Assignment ::
Nothing but the lines from the start of the records through the line that contains "for target in" is to be copied, and each is to be copied exactly.

##### Data to use #####

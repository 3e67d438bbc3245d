//! Fragment dispatch.
//!
//! # Responsibilities
//! - Render the page once, in memory, whatever the mode
//! - Pick the targets and wrapping for the classified mode
//! - Map render failures to a plain 500 before any byte is written
//!
//! # Target selection
//! ```text
//! FullPage     → title, header, sidebar, content, toc, footer (full document)
//! FragmentSwap → content, toc (out-of-band), title (out-of-band)
//! StreamUpdate → merges of content, toc, title
//! ```

use axum::http::header::CONTENT_TYPE;
use axum::http::{HeaderValue, StatusCode};
use axum::response::{IntoResponse, Response};
use thiserror::Error;

use crate::delivery::mode::DeliveryMode;
use crate::delivery::stream::{self, MergeFragment};
use crate::observability::metrics;
use crate::render::{layout, Document, Page, RenderContext, RenderError, RenderTarget};

/// Marks a fragment for out-of-band placement by htmx.
pub const OOB_ATTR: &str = r#"hx-swap-oob="true""#;

/// Targets of a partial response, in emission order.
pub const SWAP_TARGETS: [RenderTarget; 3] =
    [RenderTarget::Content, RenderTarget::Toc, RenderTarget::Title];

/// Errors surfaced by dispatch.
#[derive(Debug, Error)]
pub enum DispatchError {
    #[error("internal render error: {0}")]
    Render(#[from] RenderError),
}

impl IntoResponse for DispatchError {
    fn into_response(self) -> Response {
        (StatusCode::INTERNAL_SERVER_ERROR, "Internal render error").into_response()
    }
}

/// Targets produced for `mode`, in emission order.
pub fn targets_for(mode: DeliveryMode) -> &'static [RenderTarget] {
    match mode {
        DeliveryMode::FullPage => &RenderTarget::ALL,
        DeliveryMode::FragmentSwap | DeliveryMode::StreamUpdate => &SWAP_TARGETS,
    }
}

/// Body of a swap response: primary `content`, then `toc` and `title` marked
/// out-of-band.
pub fn fragment_body(doc: &Document) -> Result<String, RenderError> {
    let mut parts = Vec::with_capacity(SWAP_TARGETS.len());
    for target in SWAP_TARGETS {
        let attrs = if target == RenderTarget::Content { "" } else { OOB_ATTR };
        parts.push(target.wrap(doc.require(target)?, attrs));
    }
    Ok(parts.join("\n"))
}

/// Merges for a stream update. Only the primary content asks for a view
/// transition.
pub fn stream_merges(doc: &Document) -> Result<Vec<MergeFragment>, RenderError> {
    SWAP_TARGETS
        .iter()
        .map(|&target| {
            Ok(MergeFragment::new(target.wrap(doc.require(target)?, ""))
                .view_transition(target == RenderTarget::Content))
        })
        .collect()
}

/// Render `page` and deliver it according to `mode` with `status`.
///
/// The page always renders every target; `mode` alone decides what is sent.
pub fn dispatch(
    page: &dyn Page,
    ctx: &RenderContext,
    mode: DeliveryMode,
    status: StatusCode,
) -> Result<Response, DispatchError> {
    let result = render(page, ctx, mode, status);

    match &result {
        Ok(_) => {
            metrics::record_document_request(mode.as_str(), status.as_u16());
            tracing::debug!(path = %ctx.path, mode = %mode, targets = ?targets_for(mode), "Document delivered");
        }
        Err(e) => {
            metrics::record_render_failure(mode.as_str());
            tracing::error!(path = %ctx.path, mode = %mode, error = %e, "Render failed");
        }
    }
    result
}

fn render(
    page: &dyn Page,
    ctx: &RenderContext,
    mode: DeliveryMode,
    status: StatusCode,
) -> Result<Response, DispatchError> {
    let doc = page.render(ctx)?;

    let response = match mode {
        DeliveryMode::FullPage => html_response(status, layout::full_page(&doc)?),
        DeliveryMode::FragmentSwap => html_response(status, fragment_body(&doc)?),
        DeliveryMode::StreamUpdate => {
            let merges = stream_merges(&doc)?;
            let (stream, handle) = stream::open();
            for merge in &merges {
                handle.push(merge);
            }
            (status, stream).into_response()
        }
    };

    Ok(response)
}

fn html_response(status: StatusCode, body: String) -> Response {
    (
        status,
        [(CONTENT_TYPE, HeaderValue::from_static("text/html; charset=utf-8"))],
        body,
    )
        .into_response()
}

#[cfg(test)]
mod tests {
    use super::*;

    struct Complete;

    impl Page for Complete {
        fn render(&self, _ctx: &RenderContext) -> Result<Document, RenderError> {
            Ok(RenderTarget::ALL
                .into_iter()
                .fold(Document::new(), |doc, t| doc.with(t, format!("[{}]", t))))
        }
    }

    struct NoToc;

    impl Page for NoToc {
        fn render(&self, _ctx: &RenderContext) -> Result<Document, RenderError> {
            Ok(RenderTarget::ALL
                .into_iter()
                .filter(|t| *t != RenderTarget::Toc)
                .fold(Document::new(), |doc, t| doc.with(t, "x")))
        }
    }

    struct Failing;

    impl Page for Failing {
        fn render(&self, _ctx: &RenderContext) -> Result<Document, RenderError> {
            Err(RenderError::MissingData("component data"))
        }
    }

    async fn body_of(response: Response) -> String {
        let bytes = axum::body::to_bytes(response.into_body(), usize::MAX).await.unwrap();
        String::from_utf8(bytes.to_vec()).unwrap()
    }

    fn ids_in(body: &str) -> Vec<String> {
        body.match_indices(" id=\"")
            .map(|(i, m)| {
                let rest = &body[i + m.len()..];
                rest[..rest.find('"').unwrap()].to_string()
            })
            .collect()
    }

    #[tokio::test]
    async fn test_fragment_swap_emits_exactly_three_targets_in_order() {
        let response = dispatch(&Complete, &RenderContext::default(), DeliveryMode::FragmentSwap, StatusCode::OK).unwrap();
        assert_eq!(response.status(), StatusCode::OK);

        let body = body_of(response).await;
        assert_eq!(ids_in(&body), vec!["content", "toc", "title"]);
        assert!(body.starts_with("<main id=\"content\">[content]</main>"));
        assert!(body.contains("<nav id=\"toc\" hx-swap-oob=\"true\">[toc]</nav>"));
        assert!(body.contains("<title id=\"title\" hx-swap-oob=\"true\">[title]</title>"));
        assert!(!body.contains("<!DOCTYPE"));
    }

    #[tokio::test]
    async fn test_full_page_contains_whole_document() {
        let response = dispatch(&Complete, &RenderContext::default(), DeliveryMode::FullPage, StatusCode::OK).unwrap();
        assert_eq!(
            response.headers().get(CONTENT_TYPE).unwrap(),
            "text/html; charset=utf-8"
        );

        let body = body_of(response).await;
        assert!(body.starts_with("<!DOCTYPE html>"));
        assert_eq!(
            ids_in(&body),
            RenderTarget::ALL.iter().map(|t| t.name().to_string()).collect::<Vec<_>>()
        );
        assert!(!body.contains("hx-swap-oob"));
    }

    #[tokio::test]
    async fn test_status_is_preserved() {
        for mode in [DeliveryMode::FullPage, DeliveryMode::FragmentSwap, DeliveryMode::StreamUpdate] {
            let response = dispatch(&Complete, &RenderContext::default(), mode, StatusCode::NOT_FOUND).unwrap();
            assert_eq!(response.status(), StatusCode::NOT_FOUND, "mode {}", mode);
        }
    }

    #[tokio::test]
    async fn test_stream_update_pushes_merges() {
        let response = dispatch(&Complete, &RenderContext::default(), DeliveryMode::StreamUpdate, StatusCode::OK).unwrap();
        assert_eq!(response.headers().get(CONTENT_TYPE).unwrap(), "text/event-stream");

        let body = body_of(response).await;
        let content = body.find("fragments <main id=\"content\">").unwrap();
        let toc = body.find("fragments <nav id=\"toc\">").unwrap();
        let title = body.find("fragments <title id=\"title\">").unwrap();
        assert!(content < toc && toc < title);
        assert_eq!(body.matches("event: datastar-merge-fragments").count(), 3);
        assert_eq!(body.matches("useViewTransition true").count(), 1);
    }

    #[test]
    fn test_render_failure_is_internal_error() {
        for mode in [DeliveryMode::FullPage, DeliveryMode::FragmentSwap, DeliveryMode::StreamUpdate] {
            let err = dispatch(&Failing, &RenderContext::default(), mode, StatusCode::OK).unwrap_err();
            assert!(matches!(err, DispatchError::Render(RenderError::MissingData(_))));
            assert_eq!(err.into_response().status(), StatusCode::INTERNAL_SERVER_ERROR);
        }
    }

    #[test]
    fn test_missing_target_fails_every_mode() {
        for mode in [DeliveryMode::FullPage, DeliveryMode::FragmentSwap, DeliveryMode::StreamUpdate] {
            let err = dispatch(&NoToc, &RenderContext::default(), mode, StatusCode::OK).unwrap_err();
            assert!(matches!(
                err,
                DispatchError::Render(RenderError::MissingTarget(RenderTarget::Toc))
            ));
        }
    }

    #[test]
    fn test_targets_for_mode() {
        assert_eq!(targets_for(DeliveryMode::FullPage).len(), 6);
        assert_eq!(
            targets_for(DeliveryMode::FragmentSwap),
            &[RenderTarget::Content, RenderTarget::Toc, RenderTarget::Title]
        );
    }
}
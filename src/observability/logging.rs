//! Structured logging.
//!
//! # Responsibilities
//! - Initialize logging subsystem
//! - Configure log level at runtime
//!
//! # Design Decisions
//! - Uses tracing crate for structured logging
//! - JSON format for production, pretty format for development
//! - `RUST_LOG` wins over the configured level

use tracing_subscriber::{layer::SubscriberExt, util::SubscriberInitExt, EnvFilter};

use crate::config::{ObservabilityConfig, RuntimeMode};

/// Build the filter from `RUST_LOG`, falling back to the configured level.
pub fn env_filter(config: &ObservabilityConfig) -> EnvFilter {
    EnvFilter::try_from_default_env().unwrap_or_else(|_| {
        EnvFilter::new(format!(
            "docs_server={level},tower_http={level}",
            level = config.log_level
        ))
    })
}

/// Install the global subscriber. Call once, before anything logs.
pub fn init(config: &ObservabilityConfig, mode: RuntimeMode) {
    let registry = tracing_subscriber::registry().with(env_filter(config));

    match mode {
        RuntimeMode::Production => registry
            .with(tracing_subscriber::fmt::layer().json().with_current_span(false))
            .init(),
        RuntimeMode::Development => registry.with(tracing_subscriber::fmt::layer()).init(),
    }
}
//! Cache-Control policy derived from the runtime mode.
//!
//! # Responsibilities
//! - development → `no-store`
//! - production  → `public, max-age=<N>`
//!
//! # Design Decisions
//! - One policy for every route, chosen once at startup
//! - A handler that set its own Cache-Control (the event stream) keeps it

use axum::http::header::CACHE_CONTROL;
use axum::http::HeaderValue;
use tower_http::set_header::SetResponseHeaderLayer;

use crate::config::RuntimeMode;

pub const NO_STORE: &str = "no-store";

#[derive(Debug, Clone, Copy, PartialEq, Eq)]
pub enum CachePolicy {
    NoStore,
    /// Seconds; always positive.
    MaxAge(u64),
}

impl CachePolicy {
    /// Policy for `mode`. A zero `max_age_secs` is rejected by config
    /// validation; here it is clamped to one second.
    pub fn for_mode(mode: RuntimeMode, max_age_secs: u64) -> Self {
        match mode {
            RuntimeMode::Development => CachePolicy::NoStore,
            RuntimeMode::Production => CachePolicy::MaxAge(max_age_secs.max(1)),
        }
    }

    pub fn header_value(self) -> HeaderValue {
        match self {
            CachePolicy::NoStore => HeaderValue::from_static(NO_STORE),
            CachePolicy::MaxAge(secs) => {
                HeaderValue::from_str(&format!("public, max-age={}", secs))
                    .unwrap_or_else(|_| HeaderValue::from_static(NO_STORE))
            }
        }
    }

    pub fn layer(self) -> SetResponseHeaderLayer<HeaderValue> {
        SetResponseHeaderLayer::if_not_present(CACHE_CONTROL, self.header_value())
    }
}
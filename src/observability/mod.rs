//! Observability subsystem.
//!
//! # Data Flow
//! ```text
//! All subsystems produce:
//!     → logging.rs (structured log events)
//!     → metrics.rs (counters, gauges)
//!
//! Consumers:
//!     → Log aggregation (stdout)
//!     → Metrics endpoint (Prometheus scrape)
//! ```
//!
//! # Design Decisions
//! - Structured logging (JSON) for machine parsing in production
//! - Request ID flows through the trace spans
//! - Metrics are cheap (atomic increments)

pub mod logging;
pub mod metrics;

#####

Solved problem ::
repository 3e67d438bbc3245d
//! Fragment dispatch.
//!
//! # Responsibilities
//! - Render the page once, in memory, whatever the mode
//! - Pick the targets and wrapping for the classified mode
//! - Map render failures to a plain 500 before any byte is written
//!
//! # Target selection
//! ```text
//! FullPage     → title, header, sidebar, content, toc, footer (full document)
//! FragmentSwap → content, toc (out-of-band), title (out-of-band)
//! StreamUpdate → merges of content, toc, title
//! ```

use axum::http::header::CONTENT_TYPE;
use axum::http::{HeaderValue, StatusCode};
use axum::response::{IntoResponse, Response};
use thiserror::Error;

use crate::delivery::mode::DeliveryMode;
use crate::delivery::stream::{self, MergeFragment};
use crate::observability::metrics;
use crate::render::{layout, Document, Page, RenderContext, RenderError, RenderTarget};

/// Marks a fragment for out-of-band placement by htmx.
pub const OOB_ATTR: &str = r#"hx-swap-oob="true""#;

/// Targets of a partial response, in emission order.
pub const SWAP_TARGETS: [RenderTarget; 3] =
    [RenderTarget::Content, RenderTarget::Toc, RenderTarget::Title];

/// Errors surfaced by dispatch.
#[derive(Debug, Error)]
pub enum DispatchError {
    #[error("internal render error: {0}")]
    Render(#[from] RenderError),
}

impl IntoResponse for DispatchError {
    fn into_response(self) -> Response {
        (StatusCode::INTERNAL_SERVER_ERROR, "Internal render error").into_response()
    }
}

/// Targets produced for `mode`, in emission order.
pub fn targets_for(mode: DeliveryMode) -> &'static [RenderTarget] {
    match mode {
        DeliveryMode::FullPage => &RenderTarget::ALL,
        DeliveryMode::FragmentSwap | DeliveryMode::StreamUpdate => &SWAP_TARGETS,
    }
}

/// Body of a swap response: primary `content`, then `toc` and `title` marked
/// out-of-band.
pub fn fragment_body(doc: &Document) -> Result<String, RenderError> {
    let mut parts = Vec::with_capacity(SWAP_TARGETS.len());
    for target in SWAP_TARGETS {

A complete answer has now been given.